Work request | Below are records; reproduce exactly the lines from the one that has "pub const DEFAULT_BIND_ADDR: &str" through the one that has "pub struct Settings", ends included, and nothing more.

Saved data entries
((
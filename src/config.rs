// src/config.rs

use std::{sync::Arc, time::Duration};

use anyhow::Context;
use sqlx::{PgPool, postgres::PgPoolOptions};

use crate::{
    db::{
        ClientRepository, ConfigRepository, InvoiceRepository, ProductRepository, ScheduledServiceRepository,
        TransactionRepository, UserRepository,
    },
    services::{
        auth::AuthService,
        calendar_sync::CalendarSync,
        fiscal::{DEFAULT_FISCAL_API_URL, FocusNfeClient},
        google::GoogleClient,
        invoice_service::InvoiceService,
        mailer::{LogMailer, Mailer, SmtpMailer, SmtpSettings},
        notification_service::NotificationService,
        push::ExpoPushClient,
        scheduling_service::SchedulingService,
        token_store::PgTokenStore,
    },
};

pub const DEFAULT_BIND_ADDR: &str = "0.0.0.0:3000";

#[derive(Debug, Clone, Default)]
pub struct GoogleSettings {
    pub client_id: String,
    pub client_secret: String,
    pub redirect_uri: String,
}

/// Configuração lida do ambiente (e do `.env`, se existir).
#[derive(Debug, Clone)]
pub struct Settings {
    pub database_url: String,
    pub jwt_secret: String,
    pub bind_addr: String,
    pub google: GoogleSettings,
    pub fiscal_api_url: String,
    pub fiscal_api_token: String,
    pub expo_access_token: Option<String>,
    pub smtp: Option<SmtpSettings>,
}

impl Settings {
    pub fn from_env() -> anyhow::Result<Self> {
        dotenvy::dotenv().ok();
        Self::from_lookup(|key| std::env::var(key).ok())
    }

    /// Monta a configuração a partir de uma função de busca; vazio conta como ausente.
    pub fn from_lookup(lookup: impl Fn(&str) -> Option<String>) -> anyhow::Result<Self> {
        let get = |key: &str| lookup(key).map(|v| v.trim().to_string()).filter(|v| !v.is_empty());
        let required = |key: &str| get(key).with_context(|| format!("{} deve ser definida", key));

        let smtp = match get("SMTP_HOST") {
            Some(host) => {
                let port = match get("SMTP_PORT") {
                    Some(raw) => raw.parse::<u16>().with_context(|| format!("SMTP_PORT inválida: {}", raw))?,
                    None => 587,
                };
                let user = get("SMTP_USER");
                let from = get("SMTP_FROM")
                    .or_else(|| user.clone())
                    .context("SMTP_FROM deve ser definida quando SMTP_HOST está presente")?;
                Some(SmtpSettings { host, port, user, password: get("SMTP_PASSWORD"), from })
            }
            None => None,
        };

        Ok(Self {
            database_url: required("DATABASE_URL")?,
            jwt_secret: required("JWT_SECRET")?,
            bind_addr: get("BIND_ADDR").unwrap_or_else(|| DEFAULT_BIND_ADDR.to_string()),
            google: GoogleSettings {
                client_id: get("GOOGLE_CLIENT_ID").unwrap_or_default(),
                client_secret: get("GOOGLE_CLIENT_SECRET").unwrap_or_default(),
                redirect_uri: get("GOOGLE_REDIRECT_URI").unwrap_or_default(),
            },
            fiscal_api_url: get("FISCAL_API_URL").unwrap_or_else(|| DEFAULT_FISCAL_API_URL.to_string()),
            fiscal_api_token: get("FISCAL_API_TOKEN").unwrap_or_default(),
            expo_access_token: get("EXPO_ACCESS_TOKEN"),
            smtp,
        })
    }
}

// O estado compartilhado que será acessível em toda a aplicação
#[derive(Clone)]
pub struct AppState {
    pub db_pool: PgPool,
    pub google_redirect_uri: String,

    pub client_repo: ClientRepository,
    pub product_repo: ProductRepository,
    pub transaction_repo: TransactionRepository,
    pub config_repo: ConfigRepository,

    pub auth_service: AuthService,
    pub calendar_sync: CalendarSync,
    pub scheduling_service: SchedulingService,
    pub invoice_service: InvoiceService,
    pub notification_service: NotificationService,
}

impl AppState {
    pub async fn new(settings: &Settings) -> anyhow::Result<Self> {
        // Conecta ao banco de dados, usando '?' para propagar erros
        let db_pool = PgPoolOptions::new()
            .max_connections(5)
            .acquire_timeout(Duration::from_secs(3))
            .connect(&settings.database_url)
            .await
            .context("Falha ao conectar ao banco de dados")?;

        tracing::info!("✅ Conexão com o banco de dados estabelecida com sucesso!");

        Self::build(db_pool, settings)
    }

    /// Monta o gráfico de dependências sobre um pool já criado.
    pub fn build(db_pool: PgPool, settings: &Settings) -> anyhow::Result<Self> {
        let http = reqwest::Client::builder()
            .user_agent(concat!("gestao-backend/", env!("CARGO_PKG_VERSION")))
            .build()
            .context("Falha ao criar o cliente HTTP")?;

        if settings.google.client_id.is_empty() {
            tracing::warn!("GOOGLE_CLIENT_ID não definida; a integração com o Google Calendar vai falhar");
        }
        if settings.fiscal_api_token.is_empty() {
            tracing::warn!("FISCAL_API_TOKEN não definida; a emissão de NFS-e vai falhar");
        }

        // --- Repositórios ---
        let user_repo = UserRepository::new(db_pool.clone());
        let config_repo = ConfigRepository::new(db_pool.clone());
        let client_repo = ClientRepository::new(db_pool.clone());
        let product_repo = ProductRepository::new(db_pool.clone());
        let transaction_repo = TransactionRepository::new(db_pool.clone());
        let invoice_repo = InvoiceRepository::new(db_pool.clone());
        let scheduled_repo = ScheduledServiceRepository::new(db_pool.clone());

        // --- Integrações ---
        let mailer: Arc<dyn Mailer> = match &settings.smtp {
            Some(smtp) => Arc::new(SmtpMailer::new(smtp.clone())),
            None => Arc::new(LogMailer),
        };
        let google = GoogleClient::new(
            http.clone(),
            settings.google.client_id.clone(),
            settings.google.client_secret.clone(),
        );
        let fiscal = FocusNfeClient::new(
            http.clone(),
            settings.fiscal_api_url.clone(),
            settings.fiscal_api_token.clone(),
        );
        let push = ExpoPushClient::new(http, settings.expo_access_token.clone());

        // --- Serviços ---
        let auth_service = AuthService::new(
            db_pool.clone(),
            user_repo,
            config_repo.clone(),
            mailer,
            settings.jwt_secret.clone(),
        );
        let calendar_sync = CalendarSync::new(
            Arc::new(PgTokenStore::new(config_repo.clone())),
            Arc::new(google),
        );
        let scheduling_service = SchedulingService::new(
            db_pool.clone(),
            scheduled_repo,
            client_repo.clone(),
            calendar_sync.clone(),
        );
        let invoice_service = InvoiceService::new(
            db_pool.clone(),
            invoice_repo,
            client_repo.clone(),
            Arc::new(fiscal),
        );
        let notification_service = NotificationService::new(product_repo.clone(), Arc::new(push));

        Ok(Self {
            db_pool,
            google_redirect_uri: settings.google.redirect_uri.clone(),
            client_repo,
            product_repo,
            transaction_repo,
            config_repo,
            auth_service,
            calendar_sync,
            scheduling_service,
            invoice_service,
            notification_service,
        })
    }
}

#[cfg(test)]
mod tests {
    use super::*;
    use std::collections::HashMap;

    fn lookup(vars: &[(&str, &str)]) -> impl Fn(&str) -> Option<String> {
        let map: HashMap<String, String> = vars.iter().map(|(k, v)| (k.to_string(), v.to_string())).collect();
        move |key: &str| map.get(key).cloned()
    }

    #[test]
    fn defaults_apply_when_optional_vars_are_missing() {
        let settings = Settings::from_lookup(lookup(&[
            ("DATABASE_URL", "postgres://localhost/gestao"),
            ("JWT_SECRET", "segredo"),
        ]))
        .unwrap();

        assert_eq!(settings.bind_addr, DEFAULT_BIND_ADDR);
        assert_eq!(settings.fiscal_api_url, DEFAULT_FISCAL_API_URL);
        assert!(settings.expo_access_token.is_none());
        assert!(settings.smtp.is_none());
    }

    #[test]
    fn missing_jwt_secret_is_an_error() {
        let err = Settings::from_lookup(lookup(&[("DATABASE_URL", "postgres://localhost/gestao"), ("JWT_SECRET", "  ")]))
            .unwrap_err();
        assert!(err.to_string().contains("JWT_SECRET"));
    }

    #[test]
    fn smtp_is_enabled_by_its_host() {
        let settings = Settings::from_lookup(lookup(&[
            ("DATABASE_URL", "postgres://localhost/gestao"),
            ("JWT_SECRET", "segredo"),
            ("SMTP_HOST", "smtp.exemplo.com"),
            ("SMTP_USER", "contato@exemplo.com"),
        ]))
        .unwrap();

        let smtp = settings.smtp.unwrap();
        assert_eq!(smtp.port, 587);
        assert_eq!(smtp.from, "contato@exemplo.com");
    }

    #[test]
    fn invalid_smtp_port_is_rejected() {
        let result = Settings::from_lookup(lookup(&[
            ("DATABASE_URL", "postgres://localhost/gestao"),
            ("JWT_SECRET", "segredo"),
            ("SMTP_HOST", "smtp.exemplo.com"),
            ("SMTP_FROM", "a@b.com"),
            ("SMTP_PORT", "porta"),
        ]));
        assert!(result.is_err());
    }
}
))
Reply |
pub const DEFAULT_BIND_ADDR: &str = "0.0.0.0:3000";

#[derive(Debug, Clone, Default)]
pub struct GoogleSettings {
    pub client_id: String,
    pub client_secret: String,
    pub redirect_uri: String,
}

/// Configuração lida do ambiente (e do `.env`, se existir).
#[derive(Debug, Clone)]
pub struct Settings {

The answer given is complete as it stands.